Monday 14 October 2019 // 15:00-16:00 // The Portal, Fjordgata 1 (2nd floor), 7010 Trondheim // The Portal, Department of Musicology (ZEB building), Sem Sælands vei 2, 0371 Oslo

Liz Dobson
Liz Dobson.

Abstract

Human development is mediated through a moment-by-moment relationship with our situation; shaped by cultural contexts, social interactions, and the use of physical tools, which are themselves developed out of the concepts that shape thinking and learning about music. Music Technology education however, is often viewed in terms of how technology is designed and the kinds of learning and creativity that it affords. Empirically, the emphasis is more often around human computer interaction. Drawing on Lev Vygotsky’s work on how our interface with the world shapes higher mental development, I will present a case for understanding the influence of human interaction and community on music technology education.

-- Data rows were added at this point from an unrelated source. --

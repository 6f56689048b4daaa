//! # Grocer API Server
//!
//! Storefront backend: accounts, catalog, cart, addresses, cash-on-delivery
//! and card checkout with webhook-driven order creation.
//!
//! ## Usage
//!
//! ```bash
//! cargo run -p grocer-api
//! ```
//!
//! `LOG_FORMAT=json` switches to JSON logs; `RUST_LOG` overrides the filter.

use grocer_api::{
    app::{build_router, AppState},
    config::Config,
};
use grocer_shared::db::{
    migrations::{get_migration_status, run_migrations},
    pool::{close_pool, create_pool, get_pool_stats, DatabaseConfig},
};
use grocer_shared::mail::{LogMailer, Mailer, ResendMailer};
use grocer_shared::payments::{stripe::StripeClient, PaymentGateway};
use std::sync::Arc;
use tracing_subscriber::{layer::SubscriberExt, util::SubscriberInitExt, EnvFilter};

const DEFAULT_LOG_FILTER: &str = "grocer_api=debug,grocer_shared=debug,tower_http=debug";

fn init_tracing() {
    let filter = EnvFilter::try_from_default_env().unwrap_or_else(|_| DEFAULT_LOG_FILTER.into());
    let json = std::env::var("LOG_FORMAT").is_ok_and(|v| v.eq_ignore_ascii_case("json"));

    let registry = tracing_subscriber::registry().with(filter);
    if json {
        registry.with(tracing_subscriber::fmt::layer().json()).init();
    } else {
        registry.with(tracing_subscriber::fmt::layer()).init();
    }
}

async fn shutdown_signal() {
    if let Err(e) = tokio::signal::ctrl_c().await {
        tracing::error!(error = %e, "Failed to listen for shutdown signal");
    }
    tracing::info!("Shutdown signal received");
}

#[tokio::main]
async fn main() -> anyhow::Result<()> {
    let config = Config::from_env()?;
    init_tracing();

    tracing::info!(version = env!("CARGO_PKG_VERSION"), "Grocer API starting");
    tracing::debug!(?config, "Configuration loaded");

    let mut db_config = DatabaseConfig::from_url(config.database.url.clone());
    db_config.max_connections = config.database.max_connections;
    let pool = create_pool(db_config).await?;

    run_migrations(&pool).await?;
    let status = get_migration_status(&pool).await?;
    tracing::info!(
        applied = status.applied_migrations,
        latest = ?status.latest_version,
        "Database migrations applied"
    );
    if !status.is_up_to_date() {
        tracing::warn!(
            applied = status.applied_migrations,
            known = status.known_migrations,
            "Not every embedded migration is applied"
        );
    }

    let stats = get_pool_stats(&pool);
    tracing::info!(
        total = stats.total_connections,
        idle = stats.idle_connections,
        "Database pool ready"
    );

    let gateway: Arc<dyn PaymentGateway> = Arc::new(StripeClient::new(
        config.stripe.secret_key.clone(),
        config.stripe.api_base.clone(),
    ));

    let mailer: Arc<dyn Mailer> = match &config.mail.resend_api_key {
        Some(key) => Arc::new(ResendMailer::new(key.clone(), config.mail.from.clone())),
        None => {
            tracing::warn!("RESEND_API not set; mail will only be logged");
            Arc::new(LogMailer)
        }
    };

    let bind_address = config.bind_address();
    let app = build_router(AppState::new(pool.clone(), config, gateway, mailer));

    let listener = tokio::net::TcpListener::bind(&bind_address).await?;
    tracing::info!("Server listening on http://{}", bind_address);

    axum::serve(listener, app)
        .with_graceful_shutdown(shutdown_signal())
        .await?;

    close_pool(pool).await;
    tracing::info!("Server stopped");

    Ok(())
}
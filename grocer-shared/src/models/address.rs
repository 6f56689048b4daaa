/// Delivery addresses
///
/// Addresses are never deleted because orders point at them; "removing" one
/// flips `status` to false.

use chrono::{DateTime, Utc};
use serde::{Deserialize, Serialize};
use sqlx::postgres::PgExecutor;
use sqlx::PgPool;
use uuid::Uuid;

const ADDRESS_COLUMNS: &str =
    "id, user_id, address_line, city, state, pincode, country, mobile, status, created_at, updated_at";

/// An address row
#[derive(Debug, Clone, PartialEq, Serialize, Deserialize, sqlx::FromRow)]
pub struct Address {
    #[serde(rename = "_id")]
    pub id: Uuid,
    #[serde(rename = "userId")]
    pub user_id: Uuid,
    pub address_line: String,
    pub city: String,
    pub state: String,
    pub pincode: Option<String>,
    pub country: Option<String>,
    pub mobile: Option<String>,

    /// False once disabled by the user
    pub status: bool,

    #[serde(rename = "createdAt")]
    pub created_at: DateTime<Utc>,
    #[serde(rename = "updatedAt")]
    pub updated_at: DateTime<Utc>,
}

/// Address fields supplied by the client
#[derive(Debug, Clone, Default)]
pub struct AddressFields {
    pub address_line: Option<String>,
    pub city: Option<String>,
    pub state: Option<String>,
    pub pincode: Option<String>,
    pub country: Option<String>,
    pub mobile: Option<String>,
}

impl Address {
    pub async fn create(
        pool: &PgPool,
        user_id: Uuid,
        fields: AddressFields,
    ) -> Result<Self, sqlx::Error> {
        sqlx::query_as::<_, Address>(&format!(
            r#"
            INSERT INTO addresses (user_id, address_line, city, state, pincode, country, mobile)
            VALUES ($1, COALESCE($2, ''), COALESCE($3, ''), COALESCE($4, ''), $5, $6, $7)
            RETURNING {}
            "#,
            ADDRESS_COLUMNS
        ))
        .bind(user_id)
        .bind(fields.address_line)
        .bind(fields.city)
        .bind(fields.state)
        .bind(fields.pincode)
        .bind(fields.country)
        .bind(fields.mobile)
        .fetch_one(pool)
        .await
    }

    /// All of the user's addresses, newest first, disabled ones included
    pub async fn list_for_user(pool: &PgPool, user_id: Uuid) -> Result<Vec<Self>, sqlx::Error> {
        sqlx::query_as::<_, Address>(&format!(
            "SELECT {} FROM addresses WHERE user_id = $1 ORDER BY created_at DESC",
            ADDRESS_COLUMNS
        ))
        .bind(user_id)
        .fetch_all(pool)
        .await
    }

    /// Loads an address orders can ship to: the user's own and not disabled
    pub async fn find_active_for_user<'e, E>(
        executor: E,
        user_id: Uuid,
        id: Uuid,
    ) -> Result<Option<Self>, sqlx::Error>
    where
        E: PgExecutor<'e>,
    {
        sqlx::query_as::<_, Address>(&format!(
            "SELECT {} FROM addresses WHERE id = $1 AND user_id = $2 AND status = TRUE",
            ADDRESS_COLUMNS
        ))
        .bind(id)
        .bind(user_id)
        .fetch_optional(executor)
        .await
    }

    /// Loads addresses by ID regardless of owner (for order listings)
    pub async fn find_many(pool: &PgPool, ids: &[Uuid]) -> Result<Vec<Self>, sqlx::Error> {
        sqlx::query_as::<_, Address>(&format!(
            "SELECT {} FROM addresses WHERE id = ANY($1)",
            ADDRESS_COLUMNS
        ))
        .bind(ids)
        .fetch_all(pool)
        .await
    }

    /// Updates one of the user's addresses; `None` fields keep their value
    pub async fn update(
        pool: &PgPool,
        user_id: Uuid,
        id: Uuid,
        fields: AddressFields,
    ) -> Result<Option<Self>, sqlx::Error> {
        sqlx::query_as::<_, Address>(&format!(
            r#"
            UPDATE addresses
            SET address_line = COALESCE($3, address_line),
                city = COALESCE($4, city),
                state = COALESCE($5, state),
                pincode = COALESCE($6, pincode),
                country = COALESCE($7, country),
                mobile = COALESCE($8, mobile),
                updated_at = NOW()
            WHERE id = $1 AND user_id = $2
            RETURNING {}
            "#,
            ADDRESS_COLUMNS
        ))
        .bind(id)
        .bind(user_id)
        .bind(fields.address_line)
        .bind(fields.city)
        .bind(fields.state)
        .bind(fields.pincode)
        .bind(fields.country)
        .bind(fields.mobile)
        .fetch_optional(pool)
        .await
    }

    /// Soft-deletes one of the user's addresses
    pub async fn disable(pool: &PgPool, user_id: Uuid, id: Uuid) -> Result<bool, sqlx::Error> {
        let result = sqlx::query(
            "UPDATE addresses SET status = FALSE, updated_at = NOW() WHERE id = $1 AND user_id = $2",
        )
        .bind(id)
        .bind(user_id)
        .execute(pool)
        .await?;

        Ok(result.rows_affected() > 0)
    }
}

Following my PhD investigating the social psychology of collaborative creativity in 2012, I developed of a set of practice principles for music technology education. This particular approach to supporting learning and creativity was explored through an extra-curricular multi-disciplinary collaboration sandpit, where students launched new projects, forming a professional practice network alongside their formal education. Encouraged by the impact of this on their personal development, I felt that something similar could be available for women in audio as statistics show our audio industries to be so overwhelmingly male; I called the first meeting of the Yorkshire Sound Women Network in 2015.

In this talk I will discuss relationships between learning, social capital, collaborative enterprise and professional development in this context, and how this has opened new avenues of personal creative practice, as well as new multimodal research on interaction amongst girls participating in music technology education.

Bio

Dr Elizabeth Dobson is a National Teaching Fellow of the HEA, and Principle Enterprise Fellow in music technology at The University of Huddersfield, where she teaches modules in sonic arts and electronica, sound for media, computer based composition, and empirical research for musicians. After completing her PhD on social psychology and creativity in music technology education, she founded/co-founded two knowledge-sharing projects: CollabHub, and Yorkshire Sound Women Network C.I.C., and maintains an ongoing commitment to new interdisciplinary research on inclusive music technology education. Her more recent work include curating a Sound and Music Electronic Music Production Summer School for girls, an artist residency at Q-02 in Brussels, and a book chapter, ‘Digital Audio Ecofeminism: The Glocal Impact of All-female Communities on Learning and Sound Creativities’ in L. De Bruin, P. Burnard and S. Davis (Eds.) Creativities in Arts Education, Research and Practice: Glocalised Perspectives for the Future of Learning and Teaching.